The PositionalEncoding
module defines a forward
function, which accepts an input along with the corresponding position encoding.
class PositionalEncoding(nn.Module):
def __init__(self, block_size: int = 20, d_model: int = 1):
super(PositionalEncoding, self).__init__()
self.block_size: int = block_size
self.d_model: int = d_model
pe = torch.zeros(self.block_size, self.d_model)
pos = torch.arange(0, self.block_size).unsqueeze(1)
freq = torch.exp(
- torch.arange(0, self.d_model, 2) * torch.log(torch.Tensor([10000])) / self.d_model
)
pe[:, 0::2] = torch.sin(pos * freq) # for Even positions
pe[:, 1::2] = torch.cos(pos * freq) # for Odd positions
self.register_buffer('pe', pe)
def forward(self, input: torch.Tensor) -> torch.Tensor:
return input + self.pe[:, :input.size(1)]
Now, let's create an instance of the PositionalEncoding
module. We will set the context size to 100 and the embedding dimension (d_model
) to 20.
pos_encoding = PositionalEncoding(
block_size = 100,
d_model= 20
)
pos_encoding
PositionalEncoding()
To test the positional encoding object, we'll first create an input
tensor filled with zeros, having a shape of (batch = 1, block_size = 100, d_model = 20)
.
input = torch.zeros(1, 100, 20)
out = pos_encoding(input)
out
tensor([[[ 0.0000e+00, 1.0000e+00, 0.0000e+00, ..., 1.0000e+00, 0.0000e+00, 1.0000e+00], [ 8.4147e-01, 5.4030e-01, 3.8767e-01, ..., 1.0000e+00, 2.5119e-04, 1.0000e+00], [ 9.0930e-01, -4.1615e-01, 7.1471e-01, ..., 1.0000e+00, 5.0238e-04, 1.0000e+00], ..., [ 3.7961e-01, -9.2515e-01, 7.9395e-01, ..., 9.9813e-01, 2.4363e-02, 9.9970e-01], [-5.7338e-01, -8.1929e-01, 9.6756e-01, ..., 9.9809e-01, 2.4614e-02, 9.9970e-01], [-9.9921e-01, 3.9821e-02, 9.8984e-01, ..., 9.9805e-01, 2.4865e-02, 9.9969e-01]]])
out.shape
torch.Size([1, 100, 20])
The plot shows selected dimensions of the positional encoding, illustrating their periodic patterns. It visualizes dimensions 2, 4, 6, and 8, highlighting how they oscillate with different frequencies.

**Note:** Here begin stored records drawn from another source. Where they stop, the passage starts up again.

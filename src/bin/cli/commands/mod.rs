pub mod category;
pub mod due;
pub mod learn;
pub mod media;
pub mod misses;
pub mod packs;
pub mod practice;
pub mod review;
pub mod reward;
pub mod status;
//! WordGarden: spaced-repetition vocabulary practice for children
//!
//! The core (`vocab`, `progress`, `storage`, `session`) is synchronous and pure
//! where it can be. Illustrations and pronunciations come from a generative
//! service through the `gateway`.

pub mod audio;
pub mod config;
pub mod gateway;
pub mod progress;
pub mod session;
pub mod storage;
pub mod vocab;

pub use config::AppConfig;
pub use session::Session;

plt.figure(figsize=(15, 5))
plt.plot(np.arange(100), out[0, :, 2:10:2].data.numpy())
plt.legend(["dim %d"%p for p in range(2, 10, 2)])
<matplotlib.legend.Legend at 0x7d100ca19890>
4.4 Positional Encoding with nn.Embedding
¶
A technical detail here: we've discussed how to compute the positional encoding table using periodic functions cos
and sin
. However, this is not critical. It can be set as an Embedding table and learned from the data. In the original paper, Attention Is All You Need, the authors mention that in their experiments, they set learnable positional embeddings and achieved nearly identical results.